2. Timberg seems to be sympathetic to the Bushmen when he talks about how Botswana’s

    government moved them away from the game reserve (p 6). Although the transition to

    a different lifestyle has been traumatic and mostly negative for the Bushmen, the

    government’s actions were necessary to the development of Botswana, which will lead to

    a better quality of life for Botswana’s people.

    3. In “Is GE Food Safe?” G. Williams mentions all the possible problems of biotechnology.

    He is especially worried that the lack of extensive research makes it impossible to

    determine what the future consequences of genetically engineered plants may be (p. 4).

    Williams makes a valid point, and scientists need to be more cautious about

    introducing new technology; nevertheless, we should not let our fears about

    technological changes stop us from using technology to improve our lives.

    4. In “Navajo Vs Navajo” the author discusses the problem the Navajo face about their

    water resources. If they allow mining on their land, they will make money, but they will

    poison their water and destroy nature (p. 7). Many people would argue that mining

    will bring economic development to the Navajo and will improve their lives. The mines

    will give jobs to unemployed young Navajo, so they will be able to stay on the

    reservation instead of moving away. Despite these valid arguments, I am

    convinced that in the long run the economic gains will not be worth it. Once the natural

    balance is destroyed, it will cause negative consequences that will threaten human life

    and will outweigh any economic progress.



    Here’s an example of a complete argument. Notice that the writer breaks down the

    counterargument and argument into two paragraphs:

    In “Nothing is Black, Nothing is White”, Helena Norberg-Hodge expresses her opinions

    about how the Ladakhi lived more happily without advanced technology. She mentions that the quality of life for them was not about having advanced technology or material products, but it was about bonding together as a family and working together. The beauty of life for them was based upon the joy of using nature wisely and respectfully (p. 6-8). In spite of the rosy picture

    Helena Norberg-Hodge paints, I don’t agree with her views. It’s true that nature must be

    treated with respect and that bonding and working together as a family is important, but the

    Ladakhi can do those things even better if they have technology.
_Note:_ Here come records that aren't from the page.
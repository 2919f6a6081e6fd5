//! Static file serving module
//!
//! Resolves request paths inside the asset root and loads the SPA entry
//! document. Paths are joined onto the root as-is, so `/static/app.js`
//! reads `<root>/static/app.js`.

use hyper::body::Bytes;
use std::path::{Component, Path, PathBuf};
use tokio::fs;

use crate::config::AssetsConfig;
use crate::error::RouterError;
use crate::http::cache::CachePolicy;
use crate::http::{mime, Payload};

const HTML: &str = "text/html; charset=utf-8";

/// The prebuilt bundle on disk
#[derive(Debug, Clone)]
pub struct StaticAssets {
    root: PathBuf,
    index_file: String,
    shell: Bytes,
    cache_max_age: u32,
}

impl StaticAssets {
    pub fn new(config: &AssetsConfig) -> Self {
        Self {
            root: config.root.clone(),
            index_file: config.index_file.clone(),
            shell: Bytes::from(render_shell(&config.shell_title)),
            cache_max_age: config.cache_max_age,
        }
    }

    /// Load the file a decoded request path names
    pub async fn load(&self, request_path: &str) -> Result<Payload, RouterError> {
        let file_path = self.resolve(request_path).await?;
        let data = fs::read(&file_path).await.map_err(|e| {
            tracing::error!(path = %file_path.display(), error = %e, "failed to read asset");
            RouterError::NotFound
        })?;

        Ok(Payload {
            data: Bytes::from(data),
            content_type: mime::for_path(&file_path),
            cache: CachePolicy::Public(self.cache_max_age),
        })
    }

    /// `<root>/<index_file>` when present, otherwise the built-in shell
    pub async fn entry_document(&self) -> Payload {
        let data = match self.load_index().await {
            Some(data) => data,
            None => self.shell.clone(),
        };
        Payload {
            data,
            content_type: HTML,
            cache: CachePolicy::NoCache,
        }
    }

    async fn load_index(&self) -> Option<Bytes> {
        let path = self.resolve(&self.index_file).await.ok()?;
        match fs::read(&path).await {
            Ok(data) => Some(Bytes::from(data)),
            Err(e) => {
                tracing::warn!(path = %path.display(), error = %e, "entry document unreadable, serving shell");
                None
            }
        }
    }

    /// Map a request path to a regular file strictly inside the root
    async fn resolve(&self, request_path: &str) -> Result<PathBuf, RouterError> {
        let relative = Path::new(request_path.trim_start_matches('/'));
        if relative.as_os_str().is_empty() {
            return Err(RouterError::NotFound);
        }
        if !relative
            .components()
            .all(|c| matches!(c, Component::Normal(_) | Component::CurDir))
        {
            tracing::warn!(path = request_path, "path traversal attempt blocked");
            return Err(RouterError::NotFound);
        }

        let root = fs::canonicalize(&self.root).await.map_err(|e| {
            tracing::warn!(root = %self.root.display(), error = %e, "asset root not found or inaccessible");
            RouterError::NotFound
        })?;

        // Missing files are routine 404s
        let Ok(file_path) = fs::canonicalize(root.join(relative)).await else {
            return Err(RouterError::NotFound);
        };
        if !file_path.starts_with(&root) {
            tracing::warn!(
                path = request_path,
                resolved = %file_path.display(),
                "symlink escaping asset root blocked"
            );
            return Err(RouterError::NotFound);
        }

        let metadata = fs::metadata(&file_path)
            .await
            .map_err(|_| RouterError::NotFound)?;
        if !metadata.is_file() {
            return Err(RouterError::NotFound);
        }
        Ok(file_path)
    }
}

fn escape_html(text: &str) -> String {
    let mut out = String::with_capacity(text.len());
    for c in text.chars() {
        match c {
            '&' => out.push_str("&amp;"),
            '<' => out.push_str("&lt;"),
            '>' => out.push_str("&gt;"),
            '"' => out.push_str("&quot;"),
            '\'' => out.push_str("&#39;"),
            _ => out.push(c),
        }
    }
    out
}

/// Document that boots the client bundle.
///
/// `app.js` is a classic script that mounts on `#app` and expects `axios`
/// and `XLSX` as globals, so the vendor scripts must load before it.
fn render_shell(title: &str) -> String {
    format!(
        r#"<!DOCTYPE html>
<html lang="en">
<head>
    <meta charset="UTF-8">
    <meta name="viewport" content="width=device-width, initial-scale=1.0">
    <title>{title}</title>
    <script src="https://cdn.tailwindcss.com"></script>
    <link href="https://cdn.jsdelivr.net/npm/@fortawesome/fontawesome-free@6.4.0/css/all.min.css" rel="stylesheet">
    <style>
        .scan-input {{
            border: 3px solid #3b82f6;
            animation: pulse 2s infinite;
        }}
        @keyframes pulse {{
            0%, 100% {{ border-color: #3b82f6; }}
            50% {{ border-color: #60a5fa; }}
        }}
        .success-flash {{
            animation: successFlash 0.5s;
        }}
        @keyframes successFlash {{
            0%, 100% {{ background-color: transparent; }}
            50% {{ background-color: #10b981; }}
        }}
        .error-flash {{
            animation: errorFlash 0.5s;
        }}
        @keyframes errorFlash {{
            0%, 100% {{ background-color: transparent; }}
            50% {{ background-color: #ef4444; }}
        }}
    </style>
</head>
<body class="bg-gray-100">
    <div id="app"></div>

    <script src="https://cdn.jsdelivr.net/npm/axios@1.6.0/dist/axios.min.js"></script>
    <script src="https://cdn.jsdelivr.net/npm/xlsx@0.18.5/dist/xlsx.full.min.js"></script>
    <script src="/static/app.js"></script>
</body>
</html>
"#,
        title = escape_html(title)
    )
}

#[cfg(test)]
mod tests {
    use super::*;
    use tempfile::TempDir;

    fn assets_in(dir: &TempDir) -> StaticAssets {
        let config = AssetsConfig {
            root: dir.path().to_path_buf(),
            ..AssetsConfig::default()
        };
        StaticAssets::new(&config)
    }

    fn bundle() -> TempDir {
        let dir = tempfile::tempdir().unwrap();
        std::fs::create_dir_all(dir.path().join("static")).unwrap();
        std::fs::write(dir.path().join("static/app.js"), "console.log('scan');").unwrap();
        dir
    }

    #[tokio::test]
    async fn test_load_existing_file() {
        let dir = bundle();
        let payload = assets_in(&dir).load("/static/app.js").await.unwrap();
        assert_eq!(&payload.data[..], b"console.log('scan');");
        assert_eq!(payload.content_type, "text/javascript; charset=utf-8");
        assert_eq!(payload.cache, CachePolicy::Public(3600));
    }

    #[tokio::test]
    async fn test_missing_file_and_directory() {
        let dir = bundle();
        let assets = assets_in(&dir);
        assert_eq!(
            assets.load("/static/missing.js").await.unwrap_err(),
            RouterError::NotFound
        );
        assert_eq!(
            assets.load("/static/").await.unwrap_err(),
            RouterError::NotFound
        );
        assert_eq!(assets.load("/").await.unwrap_err(), RouterError::NotFound);
    }

    #[tokio::test]
    async fn test_traversal_refused() {
        let outer = tempfile::tempdir().unwrap();
        std::fs::write(outer.path().join("secret.txt"), "jwt").unwrap();
        std::fs::create_dir_all(outer.path().join("public/static")).unwrap();
        let config = AssetsConfig {
            root: outer.path().join("public"),
            ..AssetsConfig::default()
        };
        let assets = StaticAssets::new(&config);
        assert_eq!(
            assets.load("/static/../../secret.txt").await.unwrap_err(),
            RouterError::NotFound
        );
    }

    #[tokio::test]
    async fn test_entry_document_prefers_index() {
        let dir = bundle();
        std::fs::write(dir.path().join("index.html"), "<html>built</html>").unwrap();
        let payload = assets_in(&dir).entry_document().await;
        assert_eq!(&payload.data[..], b"<html>built</html>");
        assert_eq!(payload.cache, CachePolicy::NoCache);
    }

    #[tokio::test]
    async fn test_entry_document_shell() {
        let dir = bundle();
        let payload = assets_in(&dir).entry_document().await;
        let html = std::str::from_utf8(&payload.data).unwrap();
        assert!(html.contains("<title>APD OASIS - Warehouse Logistic System</title>"));
        assert_eq!(payload.content_type, HTML);
    }

    #[test]
    fn test_shell_boots_bundle() {
        let html = render_shell("APD OASIS");
        assert!(html.contains(r#"<div id="app"></div>"#));
        assert!(!html.contains(r#"id="root""#));
        assert!(html.contains("axios.min.js"));
        assert!(html.contains("xlsx.full.min.js"));
        assert!(html.contains("cdn.tailwindcss.com"));
        assert!(html.contains("fontawesome-free"));
        assert!(!html.contains("type=\"module\""));

        // Vendor globals load before the classic bundle script
        let app = html.find(r#"<script src="/static/app.js"></script>"#).unwrap();
        assert!(html.find("axios.min.js").unwrap() < app);
        assert!(html.find("xlsx.full.min.js").unwrap() < app);
    }

    #[test]
    fn test_shell_title_escaped() {
        assert!(render_shell("<b>&</b>").contains("<title>&lt;b&gt;&amp;&lt;/b&gt;</title>"));
    }
}
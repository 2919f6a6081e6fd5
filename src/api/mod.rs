// API module entry
// Dynamic handlers behind the API prefix, dispatched by method and path pattern

mod handlers;
mod response;

use hyper::body::Bytes;
use hyper::{HeaderMap, Method};
use serde::de::DeserializeOwned;

use crate::config::{Bindings, Config};
use crate::error::RouterError;
use crate::http::HttpResponse;
use crate::routing::{BuildManifest, PathParams, PathPattern};

pub use response::{error_response, json_response};

/// Handler signature for every API route
pub type ApiHandler = fn(&ApiContext, &ApiRequest) -> Result<HttpResponse, RouterError>;

/// Shared, immutable inputs handed to every handler
#[derive(Debug, Clone)]
pub struct ApiContext {
    pub service: String,
    pub version: &'static str,
    pub bindings: Bindings,
    pub manifest: BuildManifest,
}

impl ApiContext {
    pub fn new(config: &Config, manifest: BuildManifest) -> Self {
        Self {
            service: env!("CARGO_PKG_NAME").to_string(),
            version: env!("CARGO_PKG_VERSION"),
            bindings: config.bindings.clone(),
            manifest,
        }
    }
}

/// A fully-read API request
#[derive(Debug, Clone)]
pub struct ApiRequest {
    pub method: Method,
    /// Percent-decoded path
    pub path: String,
    pub params: PathParams,
    pub query: Option<String>,
    pub headers: HeaderMap,
    pub body: Bytes,
}

impl ApiRequest {
    pub fn param(&self, name: &str) -> Option<&str> {
        self.params.get(name)
    }

    /// Deserialize the body as JSON; malformed input is a 400
    pub fn json<T: DeserializeOwned>(&self) -> Result<T, RouterError> {
        serde_json::from_slice(&self.body)
            .map_err(|e| RouterError::bad_request(format!("invalid JSON body: {e}")))
    }
}

#[derive(Clone)]
struct ApiRoute {
    method: Method,
    pattern: PathPattern,
    handler: ApiHandler,
}

/// Ordered `(method, pattern, handler)` table
#[derive(Clone, Default)]
pub struct ApiDispatch {
    routes: Vec<ApiRoute>,
}

impl std::fmt::Debug for ApiDispatch {
    fn fmt(&self, f: &mut std::fmt::Formatter<'_>) -> std::fmt::Result {
        f.debug_list()
            .entries(
                self.routes
                    .iter()
                    .map(|r| format!("{} {}", r.method, r.pattern.as_str())),
            )
            .finish()
    }
}

impl ApiDispatch {
    pub fn new() -> Self {
        Self::default()
    }

    /// Table preloaded with the service endpoints under `prefix`
    pub fn with_builtins(prefix: &str) -> Self {
        Self::new()
            .route(Method::GET, &format!("{prefix}health"), handlers::health)
            .route(Method::GET, &format!("{prefix}routes"), handlers::routes)
    }

    #[must_use]
    pub fn route(mut self, method: Method, pattern: &str, handler: ApiHandler) -> Self {
        self.routes.push(ApiRoute {
            method,
            pattern: PathPattern::parse(pattern),
            handler,
        });
        self
    }

    pub fn len(&self) -> usize {
        self.routes.len()
    }

    pub fn is_empty(&self) -> bool {
        self.routes.is_empty()
    }

    /// Find the handler for `method` on `path`.
    ///
    /// HEAD falls back to GET. A path that matches only under other methods
    /// is a 405 listing them.
    pub fn resolve(
        &self,
        method: &Method,
        path: &str,
    ) -> Result<(ApiHandler, PathParams), RouterError> {
        for route in &self.routes {
            let Some(params) = route.pattern.matches(path) else {
                continue;
            };
            if route.method == *method || (*method == Method::HEAD && route.method == Method::GET) {
                return Ok((route.handler, params));
            }
        }

        match self.allow(path) {
            Some(allow) => Err(RouterError::method_not_allowed(method, allow)),
            None => Err(RouterError::NotFound),
        }
    }

    /// `Allow` value for `path`, `None` when no route matches it
    pub fn allow(&self, path: &str) -> Option<String> {
        let mut allowed: Vec<&str> = Vec::new();
        for route in &self.routes {
            let method = route.method.as_str();
            if !allowed.contains(&method) && route.pattern.matches(path).is_some() {
                allowed.push(method);
            }
        }

        if allowed.is_empty() {
            return None;
        }
        if allowed.contains(&"GET") && !allowed.contains(&"HEAD") {
            allowed.push("HEAD");
        }
        if !allowed.contains(&"OPTIONS") {
            allowed.push("OPTIONS");
        }
        Some(allowed.join(", "))
    }
}
// Connection handling module
// Serves one accepted TCP connection and writes the access log for its requests

use hyper::body::{Body, Incoming};
use hyper::server::conn::http1;
use hyper::service::service_fn;
use hyper::Request;
use hyper_util::rt::TokioIo;
use hyper_util::server::graceful::GracefulShutdown;
use std::convert::Infallible;
use std::net::SocketAddr;
use std::sync::atomic::{AtomicUsize, Ordering};
use std::sync::Arc;
use std::time::Instant;

use crate::config::Config;
use crate::handler::{EdgeRouter, RouteLabel};
use crate::http::HttpResponse;
use crate::logger::{self, AccessLogEntry};

/// Everything a connection task needs, shared across all of them
#[derive(Debug)]
pub struct ServerContext {
    pub router: EdgeRouter,
    access_log: bool,
    access_log_format: String,
    keep_alive: bool,
    max_connections: Option<usize>,
    active: AtomicUsize,
}

impl ServerContext {
    pub fn new(config: &Config, router: EdgeRouter) -> Self {
        Self {
            router,
            access_log: config.logging.access_log,
            access_log_format: config.logging.access_log_format.clone(),
            keep_alive: config.performance.keep_alive,
            max_connections: config
                .performance
                .max_connections
                .map(|max| usize::try_from(max).unwrap_or(usize::MAX)),
            active: AtomicUsize::new(0),
        }
    }

    pub fn active_connections(&self) -> usize {
        self.active.load(Ordering::SeqCst)
    }

    /// Route one request and log it
    pub async fn serve(&self, req: Request<Incoming>, peer_addr: SocketAddr) -> HttpResponse {
        if !self.access_log {
            return self.router.handle(req).await;
        }

        let start = Instant::now();
        let (parts, body) = req.into_parts();
        let mut entry = AccessLogEntry::from_request(peer_addr.ip().to_string(), &parts);
        let response = self.router.handle(Request::from_parts(parts, body)).await;

        entry.status = response.status().as_u16();
        entry.body_bytes = response.body().size_hint().exact().unwrap_or(0);
        entry.route = response
            .extensions()
            .get::<RouteLabel>()
            .map_or("-", |label| label.0);
        entry.request_time_us = u64::try_from(start.elapsed().as_micros()).unwrap_or(u64::MAX);
        logger::log_access(&entry, &self.access_log_format);
        response
    }
}

/// Accept a connection, enforcing the connection cap.
///
/// Increments the counter first, then checks the limit, so concurrent
/// accepts cannot both slip under it.
pub fn accept_connection(
    stream: tokio::net::TcpStream,
    peer_addr: SocketAddr,
    ctx: &Arc<ServerContext>,
    graceful: &GracefulShutdown,
) {
    let prev_count = ctx.active.fetch_add(1, Ordering::SeqCst);
    if let Some(max_conn) = ctx.max_connections {
        if prev_count >= max_conn {
            ctx.active.fetch_sub(1, Ordering::SeqCst);
            tracing::warn!(
                peer = %peer_addr,
                active = prev_count,
                max_connections = max_conn,
                "max connections reached, connection rejected"
            );
            drop(stream);
            return;
        }
    }
    tracing::debug!(peer = %peer_addr, "connection accepted");

    let io = TokioIo::new(stream);
    let mut builder = http1::Builder::new();
    builder.keep_alive(ctx.keep_alive);

    let service_ctx = Arc::clone(ctx);
    let conn = builder.serve_connection(
        io,
        service_fn(move |req| {
            let ctx = Arc::clone(&service_ctx);
            async move { Ok::<_, Infallible>(ctx.serve(req, peer_addr).await) }
        }),
    );
    let conn = graceful.watch(conn);

    let ctx = Arc::clone(ctx);
    tokio::spawn(async move {
        if let Err(err) = conn.await {
            tracing::debug!(peer = %peer_addr, error = %err, "connection error");
        }
        ctx.active.fetch_sub(1, Ordering::SeqCst);
    });
}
    Without modem technology, the Ladakhi suffered from diseases and hard labor. Although they worked together as family members, they were not enjoying the comforts of life and were not stress-free because they had to worry about finding food and doing hard physical work. They had to fetch water every morning and hunt for their food. With advanced technology, now they can enjoy the feeling of spending time with their loved ones and living a

    safer life. Advanced technology, such as telephones and computers (e-mail), will enable them to communicate with their loved ones who live far away. If someone needs urgent medical care, the Ladakhi will be able to use the telephone to call for help. Advanced medical technology will reduce the number of people suffering from disease and dying. With machines to help them with daily chores such as planting and harvesting crops, the Ladakhi will have more time to enjoy their families and nature. Ultimately, the Ladakhi will enjoy life more because life will be easier for them.